# Saved data entries
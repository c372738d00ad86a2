//! System instructions and prompt templates.

use std::sync::LazyLock;

use regex::{Captures, Regex};

use crate::models::SummaryLength;

static PLACEHOLDER: LazyLock<Regex> = LazyLock::new(|| Regex::new(r"\{(\w+)\}").unwrap());

/// System instruction for structured analysis sessions.
pub const ANALYSIS_SYSTEM_PROMPT: &str = r#"You are a research assistant that analyzes academic and technical documents.
You respond with a single JSON object and nothing else: no markdown, no code fences, no commentary."#;

/// Default template for structured analysis (uses {content} placeholder).
pub const DEFAULT_ANALYSIS_PROMPT: &str = r#"Analyze the following document and return a JSON object with exactly this shape:

{
  "title": "document title",
  "authors": ["author name", "..."],
  "abstract": "the abstract, or a 2-3 sentence overview if the document has none",
  "sections": [
    {"heading": "section heading", "content": "what the section covers", "summary": "one sentence"}
  ],
  "keyFindings": ["finding", "..."],
  "methodology": "how the work was done (omit if not applicable)",
  "conclusions": "main conclusions (omit if not applicable)",
  "references": ["notable cited work", "..."]
}

Rules:
1. "title", "authors", "abstract", "sections" and "keyFindings" are REQUIRED. Use an empty list when there are no authors, sections or findings.
2. Read the WHOLE document, not just the first page.
3. Keep each section "content" under 80 words.
4. If the text ends with a truncation marker, analyze what is present and do not invent the rest.

Document:
{content}"#;

/// System instruction for summarization sessions.
pub const SUMMARY_SYSTEM_PROMPT: &str = r#"You summarize documents accurately and concisely. Respond with plain prose only, without headings or preamble."#;

/// Default template for summaries (uses {length} and {content} placeholders).
pub const DEFAULT_SUMMARY_PROMPT: &str = r#"Summarize the following text {length}. Focus on the main subject, the key results and why they matter.

Text:
{content}"#;

/// System instruction for question-answering sessions.
pub const ANSWER_SYSTEM_PROMPT: &str = r#"You answer questions about a document using only the context provided. If the context does not contain the answer, say so plainly instead of guessing."#;

/// Default template for answers (uses {context} and {question} placeholders).
pub const DEFAULT_ANSWER_PROMPT: &str = r#"Context:
{context}

Question: {question}

Answer:"#;

/// Substitute every named placeholder in one pass over the template.
///
/// Substituted text is never rescanned, so a document that happens to
/// contain `{question}` stays as written. Unknown placeholders are kept.
fn fill(template: &str, values: &[(&str, &str)]) -> String {
    PLACEHOLDER
        .replace_all(template, |caps: &Captures| {
            values
                .iter()
                .find(|(name, _)| *name == &caps[1])
                .map(|(_, value)| value.to_string())
                .unwrap_or_else(|| caps[0].to_string())
        })
        .into_owned()
}

/// Build the analysis prompt for already-budgeted text.
pub fn analysis_prompt(template: &str, content: &str) -> String {
    fill(template, &[("content", content)])
}

/// Build the summary prompt for already-budgeted text.
pub fn summary_prompt(template: &str, content: &str, length: SummaryLength) -> String {
    fill(
        template,
        &[("length", length.guidance()), ("content", content)],
    )
}

/// Build the question-answering prompt for already-budgeted context.
pub fn answer_prompt(template: &str, question: &str, context: &str) -> String {
    fill(
        template,
        &[("context", context), ("question", question.trim())],
    )
}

# Task brief
Your job is to return all lines above that hold the word "Regex".

# Solution
use regex::{Captures, Regex};
static PLACEHOLDER: LazyLock<Regex> = LazyLock::new(|| Regex::new(r"\{(\w+)\}").unwrap());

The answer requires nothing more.